*** Opening EXCERPTED DATA ***

//! Portal users: administrators, HR officers, insurance agents, employees

use chrono::{DateTime, Utc};
use serde::{Deserialize, Serialize};
use std::collections::BTreeMap;
use std::fmt;
use std::str::FromStr;

use core_kernel::{Role, UserId};
use crate::dependent::Dependent;
use crate::error::UserError;

/// User account status
#[derive(Debug, Clone, Copy, PartialEq, Eq, Hash, PartialOrd, Ord, Serialize, Deserialize)]
#[serde(rename_all = "lowercase")]
pub enum UserStatus {
    Active,
    Inactive,
    Suspended,
}

impl fmt::Display for UserStatus {
    fn fmt(&self, f: &mut fmt::Formatter<'_>) -> fmt::Result {
        f.write_str(match self {
            UserStatus::Active => "active",
            UserStatus::Inactive => "inactive",
            UserStatus::Suspended => "suspended",
        })
    }
}

impl FromStr for UserStatus {
    type Err = UserError;

    fn from_str(s: &str) -> Result<Self, Self::Err> {
        match s.trim().to_ascii_lowercase().as_str() {
            "active" => Ok(UserStatus::Active),
            "inactive" => Ok(UserStatus::Inactive),
            "suspended" => Ok(UserStatus::Suspended),
            _ => Err(UserError::UnknownStatus(s.to_string())),
        }
    }
}

/// A portal user as returned by the backend
#[derive(Debug, Clone, PartialEq, Serialize, Deserialize)]
#[serde(rename_all = "camelCase")]
pub struct User {
    #[serde(rename = "_id", alias = "id")]
    pub id: UserId,
    pub first_name: String,
    pub last_name: String,
    pub email: String,
    pub role: Role,
    #[serde(default = "default_status")]
    pub status: UserStatus,
    #[serde(default, skip_serializing_if = "Option::is_none")]
    pub nic: Option<String>,
    #[serde(default, skip_serializing_if = "Option::is_none")]
    pub phone_number: Option<String>,
    #[serde(default, skip_serializing_if = "Option::is_none")]
    pub employee_id: Option<String>,
    #[serde(default, skip_serializing_if = "Option::is_none")]
    pub department: Option<String>,
    #[serde(default, skip_serializing_if = "Vec::is_empty")]
    pub dependents: Vec<Dependent>,
    #[serde(default, skip_serializing_if = "Option::is_none")]
    pub created_at: Option<DateTime<Utc>>,
}

fn default_status() -> UserStatus {
    UserStatus::Active
}

impl User {
    /// Full display name
    pub fn full_name(&self) -> String {
        format!("{} {}", self.first_name.trim(), self.last_name.trim())
    }

    /// Whether the account may sign in
    pub fn is_active(&self) -> bool {
        self.status == UserStatus::Active
    }
}

/// Values of the create/edit user form, sent as `POST /users` or `PATCH /users/:id`
#[derive(Debug, Clone, Default, PartialEq, Serialize, Deserialize)]
#[serde(rename_all = "camelCase")]
pub struct UserForm {
    pub first_name: String,
    pub last_name: String,
    pub email: String,
    #[serde(skip_serializing_if = "Option::is_none")]
    pub role: Option<Role>,
    /// Only sent when creating a user
    #[serde(default, skip_serializing_if = "Option::is_none")]
    pub password: Option<String>,
    #[serde(default, skip_serializing_if = "Option::is_none")]
    pub nic: Option<String>,
    #[serde(default, skip_serializing_if = "Option::is_none")]
    pub phone_number: Option<String>,
    #[serde(default, skip_serializing_if = "Option::is_none")]
    pub employee_id: Option<String>,
    #[serde(default, skip_serializing_if = "Option::is_none")]
    pub department: Option<String>,
    #[serde(default, skip_serializing_if = "Vec::is_empty")]
    pub dependents: Vec<Dependent>,
}

impl UserForm {
    /// Pre-fills the form from an existing user for editing
    pub fn from_user(user: &User) -> Self {
        Self {
            first_name: user.first_name.clone(),
            last_name: user.last_name.clone(),
            email: user.email.clone(),
            role: Some(user.role),
            password: None,
            nic: user.nic.clone(),
            phone_number: user.phone_number.clone(),
            employee_id: user.employee_id.clone(),
            department: user.department.clone(),
            dependents: user.dependents.clone(),
        }
    }
}

/// Body of `PATCH /users/:id/status`
#[derive(Debug, Clone, Copy, PartialEq, Eq, Serialize, Deserialize)]
pub struct StatusChange {
    pub status: UserStatus,
}

/// Response of `GET /users/stats/overview`
#[derive(Debug, Clone, Default, PartialEq, Eq, Serialize, Deserialize)]
#[serde(rename_all = "camelCase")]
pub struct UserStats {
    pub total_users: u64,
    #[serde(default)]
    pub active_users: u64,
    #[serde(default)]
    pub by_role: BTreeMap<Role, u64>,
    #[serde(default)]
    pub by_status: BTreeMap<UserStatus, u64>,
}

impl UserStats {
    /// Number of users holding a role
    pub fn with_role(&self, role: Role) -> u64 {
        self.by_role.get(&role).copied().unwrap_or(0)
    }
}

#[cfg(test)]
mod tests {
    use super::*;

    #[test]
    fn test_deserialize_backend_user() {
        let json = r#"{
            "_id": "u1",
            "firstName": "Nimal",
            "lastName": "Perera",
            "email": "nimal@example.lk",
            "role": "hr_officer"
        }"#;
        let user: User = serde_json::from_str(json).unwrap();
        assert_eq!(user.role, Role::HrOfficer);
        assert_eq!(user.status, UserStatus::Active);
        assert_eq!(user.full_name(), "Nimal Perera");
    }

    #[test]
    fn test_form_from_user_omits_password() {
        let user = User {
            id: UserId::new("u2"),
            first_name: "Kamala".to_string(),
            last_name: "Silva".to_string(),
            email: "kamala@example.lk".to_string(),
            role: Role::Employee,
            status: UserStatus::Inactive,
            nic: Some("199012345678".to_string()),
            phone_number: None,
            employee_id: Some("EMP-7".to_string()),
            department: None,
            dependents: Vec::new(),
            created_at: None,
        };
        let form = UserForm::from_user(&user);
        let json = serde_json::to_value(&form).unwrap();
        assert!(json.get("password").is_none());
        assert_eq!(json["employeeId"], "EMP-7");
        assert!(!user.is_active());
    }

    #[test]
    fn test_status_parsing() {
        assert_eq!(" Suspended ".parse::<UserStatus>().unwrap(), UserStatus::Suspended);
        assert!("deleted".parse::<UserStatus>().is_err());
    }

    #[test]
    fn test_stats_by_role() {
        let json = r#"{
            "totalUsers": 12,
            "activeUsers": 10,
            "byRole": { "employee": 9, "admin": 1 }
        }"#;
        let stats: UserStats = serde_json::from_str(json).unwrap();
        assert_eq!(stats.with_role(Role::Employee), 9);
        assert_eq!(stats.with_role(Role::InsuranceAgent), 0);
    }
}
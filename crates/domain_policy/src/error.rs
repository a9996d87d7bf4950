//! Policy domain errors

use thiserror::Error;

/// Errors that can occur in the policy domain
#[derive(Debug, Error)]
pub enum PolicyError {
    /// Unknown policy type
    #[error("Unknown policy type: {0}")]
    UnknownType(String),

    /// Unknown policy status
    #[error("Unknown policy status: {0}")]
    UnknownStatus(String),
}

*** Closing EXCERPTED DATA ***

## TASK DIRECTIONS
Copy the lines from the start of the data verbatim, stopping after the line containing "fn from_str(s: &str)".

## YOUR RESPONSE
//! Portal users: administrators, HR officers, insurance agents, employees

use chrono::{DateTime, Utc};
use serde::{Deserialize, Serialize};
use std::collections::BTreeMap;
use std::fmt;
use std::str::FromStr;

use core_kernel::{Role, UserId};
use crate::dependent::Dependent;
use crate::error::UserError;

/// User account status
#[derive(Debug, Clone, Copy, PartialEq, Eq, Hash, PartialOrd, Ord, Serialize, Deserialize)]
#[serde(rename_all = "lowercase")]
pub enum UserStatus {
    Active,
    Inactive,
    Suspended,
}

impl fmt::Display for UserStatus {
    fn fmt(&self, f: &mut fmt::Formatter<'_>) -> fmt::Result {
        f.write_str(match self {
            UserStatus::Active => "active",
            UserStatus::Inactive => "inactive",
            UserStatus::Suspended => "suspended",
        })
    }
}

impl FromStr for UserStatus {
    type Err = UserError;

    fn from_str(s: &str) -> Result<Self, Self::Err> {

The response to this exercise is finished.